*MATERIAL FOR THIS TASK*.
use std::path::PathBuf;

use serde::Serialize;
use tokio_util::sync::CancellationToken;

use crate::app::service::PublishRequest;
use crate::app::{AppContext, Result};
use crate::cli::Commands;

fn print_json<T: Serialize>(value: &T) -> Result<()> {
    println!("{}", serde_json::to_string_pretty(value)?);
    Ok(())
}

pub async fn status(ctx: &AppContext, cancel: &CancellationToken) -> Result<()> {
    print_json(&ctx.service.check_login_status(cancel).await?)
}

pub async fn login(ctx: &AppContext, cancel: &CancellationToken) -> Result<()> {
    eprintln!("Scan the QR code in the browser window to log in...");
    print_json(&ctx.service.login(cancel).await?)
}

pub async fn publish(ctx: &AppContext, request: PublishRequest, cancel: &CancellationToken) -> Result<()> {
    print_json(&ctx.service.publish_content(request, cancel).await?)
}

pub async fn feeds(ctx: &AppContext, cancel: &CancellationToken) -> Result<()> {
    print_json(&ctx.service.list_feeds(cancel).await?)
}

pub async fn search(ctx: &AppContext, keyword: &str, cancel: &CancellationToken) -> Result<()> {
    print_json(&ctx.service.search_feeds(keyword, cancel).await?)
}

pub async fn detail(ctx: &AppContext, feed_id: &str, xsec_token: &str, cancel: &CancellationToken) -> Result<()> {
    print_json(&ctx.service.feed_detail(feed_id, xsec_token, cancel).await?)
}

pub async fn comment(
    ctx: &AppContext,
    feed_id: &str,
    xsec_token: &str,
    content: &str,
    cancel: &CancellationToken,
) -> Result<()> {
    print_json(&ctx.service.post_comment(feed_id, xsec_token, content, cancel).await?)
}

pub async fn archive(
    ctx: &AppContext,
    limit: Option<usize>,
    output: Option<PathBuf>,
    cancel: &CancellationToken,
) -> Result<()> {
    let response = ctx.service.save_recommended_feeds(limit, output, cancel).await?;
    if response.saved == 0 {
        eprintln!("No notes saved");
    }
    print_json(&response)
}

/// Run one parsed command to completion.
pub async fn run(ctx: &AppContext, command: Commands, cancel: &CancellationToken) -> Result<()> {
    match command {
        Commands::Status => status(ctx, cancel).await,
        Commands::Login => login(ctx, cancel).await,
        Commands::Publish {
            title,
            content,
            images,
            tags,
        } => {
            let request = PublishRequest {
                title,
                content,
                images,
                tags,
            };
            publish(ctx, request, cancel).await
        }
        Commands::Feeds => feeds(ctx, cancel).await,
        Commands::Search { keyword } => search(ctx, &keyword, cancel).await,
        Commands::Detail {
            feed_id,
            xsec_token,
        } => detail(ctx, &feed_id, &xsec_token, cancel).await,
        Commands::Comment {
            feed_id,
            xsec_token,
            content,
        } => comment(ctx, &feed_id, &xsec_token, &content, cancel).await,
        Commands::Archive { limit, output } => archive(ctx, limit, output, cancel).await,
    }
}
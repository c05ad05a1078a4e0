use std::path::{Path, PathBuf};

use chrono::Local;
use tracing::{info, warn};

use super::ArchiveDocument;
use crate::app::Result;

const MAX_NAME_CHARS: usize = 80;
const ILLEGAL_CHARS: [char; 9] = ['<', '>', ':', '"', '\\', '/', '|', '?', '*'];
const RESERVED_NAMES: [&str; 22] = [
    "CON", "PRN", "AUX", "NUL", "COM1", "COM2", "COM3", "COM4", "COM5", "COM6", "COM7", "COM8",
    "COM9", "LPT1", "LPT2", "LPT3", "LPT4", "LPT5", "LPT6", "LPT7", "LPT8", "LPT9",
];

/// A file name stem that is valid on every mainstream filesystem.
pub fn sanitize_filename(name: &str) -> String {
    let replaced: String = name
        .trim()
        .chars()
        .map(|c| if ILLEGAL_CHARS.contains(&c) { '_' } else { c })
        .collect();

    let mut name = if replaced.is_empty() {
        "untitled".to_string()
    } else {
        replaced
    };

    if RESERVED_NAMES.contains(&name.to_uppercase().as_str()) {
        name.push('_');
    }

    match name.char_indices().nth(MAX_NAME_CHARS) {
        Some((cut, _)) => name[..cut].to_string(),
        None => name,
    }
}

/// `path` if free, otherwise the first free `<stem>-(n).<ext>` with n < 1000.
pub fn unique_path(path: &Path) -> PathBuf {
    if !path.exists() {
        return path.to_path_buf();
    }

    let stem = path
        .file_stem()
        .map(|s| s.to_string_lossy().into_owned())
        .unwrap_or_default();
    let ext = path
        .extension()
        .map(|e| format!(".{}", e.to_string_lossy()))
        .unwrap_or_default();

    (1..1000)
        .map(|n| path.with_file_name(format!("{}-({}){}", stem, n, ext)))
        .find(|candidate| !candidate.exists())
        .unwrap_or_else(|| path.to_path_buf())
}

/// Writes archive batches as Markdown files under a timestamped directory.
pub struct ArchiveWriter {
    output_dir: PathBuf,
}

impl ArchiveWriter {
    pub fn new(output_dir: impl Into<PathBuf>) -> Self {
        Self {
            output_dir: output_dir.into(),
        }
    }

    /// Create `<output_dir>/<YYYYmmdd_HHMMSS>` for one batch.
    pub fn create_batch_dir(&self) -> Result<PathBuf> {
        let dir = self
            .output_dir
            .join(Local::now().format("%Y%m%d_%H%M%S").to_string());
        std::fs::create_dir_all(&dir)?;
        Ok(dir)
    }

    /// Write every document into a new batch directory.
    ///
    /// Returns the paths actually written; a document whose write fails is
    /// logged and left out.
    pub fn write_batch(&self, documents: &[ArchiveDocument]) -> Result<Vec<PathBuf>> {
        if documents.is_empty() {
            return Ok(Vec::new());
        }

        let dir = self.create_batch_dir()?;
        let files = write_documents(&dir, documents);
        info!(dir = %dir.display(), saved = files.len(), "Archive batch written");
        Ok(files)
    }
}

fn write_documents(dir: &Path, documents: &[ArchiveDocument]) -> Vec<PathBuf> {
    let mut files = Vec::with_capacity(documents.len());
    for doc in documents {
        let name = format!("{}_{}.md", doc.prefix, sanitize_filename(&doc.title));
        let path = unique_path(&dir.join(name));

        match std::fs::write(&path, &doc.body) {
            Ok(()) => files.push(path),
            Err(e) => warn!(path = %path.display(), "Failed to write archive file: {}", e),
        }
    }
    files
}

*WORK ORDER*. Reproduce the data. Keep it exact.

*TASK RESPONSE*.
use std::path::PathBuf;

use serde::Serialize;
use tokio_util::sync::CancellationToken;

use crate::app::service::PublishRequest;
use crate::app::{AppContext, Result};
use crate::cli::Commands;

fn print_json<T: Serialize>(value: &T) -> Result<()> {
    println!("{}", serde_json::to_string_pretty(value)?);
    Ok(())
}

pub async fn status(ctx: &AppContext, cancel: &CancellationToken) -> Result<()> {
    print_json(&ctx.service.check_login_status(cancel).await?)
}

pub async fn login(ctx: &AppContext, cancel: &CancellationToken) -> Result<()> {
    eprintln!("Scan the QR code in the browser window to log in...");
    print_json(&ctx.service.login(cancel).await?)
}

pub async fn publish(ctx: &AppContext, request: PublishRequest, cancel: &CancellationToken) -> Result<()> {
    print_json(&ctx.service.publish_content(request, cancel).await?)
}

pub async fn feeds(ctx: &AppContext, cancel: &CancellationToken) -> Result<()> {
    print_json(&ctx.service.list_feeds(cancel).await?)
}

pub async fn search(ctx: &AppContext, keyword: &str, cancel: &CancellationToken) -> Result<()> {
    print_json(&ctx.service.search_feeds(keyword, cancel).await?)
}

pub async fn detail(ctx: &AppContext, feed_id: &str, xsec_token: &str, cancel: &CancellationToken) -> Result<()> {
    print_json(&ctx.service.feed_detail(feed_id, xsec_token, cancel).await?)
}

pub async fn comment(
    ctx: &AppContext,
    feed_id: &str,
    xsec_token: &str,
    content: &str,
    cancel: &CancellationToken,
) -> Result<()> {
    print_json(&ctx.service.post_comment(feed_id, xsec_token, content, cancel).await?)
}

pub async fn archive(
    ctx: &AppContext,
    limit: Option<usize>,
    output: Option<PathBuf>,
    cancel: &CancellationToken,
) -> Result<()> {
    let response = ctx.service.save_recommended_feeds(limit, output, cancel).await?;
    if response.saved == 0 {
        eprintln!("No notes saved");
    }
    print_json(&response)
}

/// Run one parsed command to completion.
pub async fn run(ctx: &AppContext, command: Commands, cancel: &CancellationToken) -> Result<()> {
    match command {
        Commands::Status => status(ctx, cancel).await,
        Commands::Login => login(ctx, cancel).await,
        Commands::Publish {
            title,
            content,
            images,
            tags,
        } => {
            let request = PublishRequest {
                title,
                content,
                images,
                tags,
            };
            publish(ctx, request, cancel).await
        }
        Commands::Feeds => feeds(ctx, cancel).await,
        Commands::Search { keyword } => search(ctx, &keyword, cancel).await,
        Commands::Detail {
            feed_id,
            xsec_token,
        } => detail(ctx, &feed_id, &xsec_token, cancel).await,
        Commands::Comment {
            feed_id,
            xsec_token,
            content,
        } => comment(ctx, &feed_id, &xsec_token, &content, cancel).await,
        Commands::Archive { limit, output } => archive(ctx, limit, output, cancel).await,
    }
}
repository c05ad05a1078a4e0
use std::path::{Path, PathBuf};

use chrono::Local;
use tracing::{info, warn};

use super::ArchiveDocument;
use crate::app::Result;

const MAX_NAME_CHARS: usize = 80;
const ILLEGAL_CHARS: [char; 9] = ['<', '>', ':', '"', '\\', '/', '|', '?', '*'];
const RESERVED_NAMES: [&str; 22] = [
    "CON", "PRN", "AUX", "NUL", "COM1", "COM2", "COM3", "COM4", "COM5", "COM6", "COM7", "COM8",
    "COM9", "LPT1", "LPT2", "LPT3", "LPT4", "LPT5", "LPT6", "LPT7", "LPT8", "LPT9",
];

/// A file name stem that is valid on every mainstream filesystem.
pub fn sanitize_filename(name: &str) -> String {
    let replaced: String = name
        .trim()
        .chars()
        .map(|c| if ILLEGAL_CHARS.contains(&c) { '_' } else { c })
        .collect();

    let mut name = if replaced.is_empty() {
        "untitled".to_string()
    } else {
        replaced
    };

    if RESERVED_NAMES.contains(&name.to_uppercase().as_str()) {
        name.push('_');
    }

    match name.char_indices().nth(MAX_NAME_CHARS) {
        Some((cut, _)) => name[..cut].to_string(),
        None => name,
    }
}

/// `path` if free, otherwise the first free `<stem>-(n).<ext>` with n < 1000.
pub fn unique_path(path: &Path) -> PathBuf {
    if !path.exists() {
        return path.to_path_buf();
    }

    let stem = path
        .file_stem()
        .map(|s| s.to_string_lossy().into_owned())
        .unwrap_or_default();
    let ext = path
        .extension()
        .map(|e| format!(".{}", e.to_string_lossy()))
        .unwrap_or_default();

    (1..1000)
        .map(|n| path.with_file_name(format!("{}-({}){}", stem, n, ext)))
        .find(|candidate| !candidate.exists())
        .unwrap_or_else(|| path.to_path_buf())
}

/// Writes archive batches as Markdown files under a timestamped directory.
pub struct ArchiveWriter {
    output_dir: PathBuf,
}

impl ArchiveWriter {
    pub fn new(output_dir: impl Into<PathBuf>) -> Self {
        Self {
            output_dir: output_dir.into(),
        }
    }

    /// Create `<output_dir>/<YYYYmmdd_HHMMSS>` for one batch.
    pub fn create_batch_dir(&self) -> Result<PathBuf> {
        let dir = self
            .output_dir
            .join(Local::now().format("%Y%m%d_%H%M%S").to_string());
        std::fs::create_dir_all(&dir)?;
        Ok(dir)
    }

    /// Write every document into a new batch directory.
    ///
    /// Returns the paths actually written; a document whose write fails is
    /// logged and left out.
    pub fn write_batch(&self, documents: &[ArchiveDocument]) -> Result<Vec<PathBuf>> {
        if documents.is_empty() {
            return Ok(Vec::new());
        }

        let dir = self.create_batch_dir()?;
        let files = write_documents(&dir, documents);
        info!(dir = %dir.display(), saved = files.len(), "Archive batch written");
        Ok(files)
    }
}

fn write_documents(dir: &Path, documents: &[ArchiveDocument]) -> Vec<PathBuf> {
    let mut files = Vec::with_capacity(documents.len());
    for doc in documents {
        let name = format!("{}_{}.md", doc.prefix, sanitize_filename(&doc.title));
        let path = unique_path(&dir.join(name));

        match std::fs::write(&path, &doc.body) {
            Ok(()) => files.push(path),
            Err(e) => warn!(path = %path.display(), "Failed to write archive file: {}", e),
        }
    }
    files
}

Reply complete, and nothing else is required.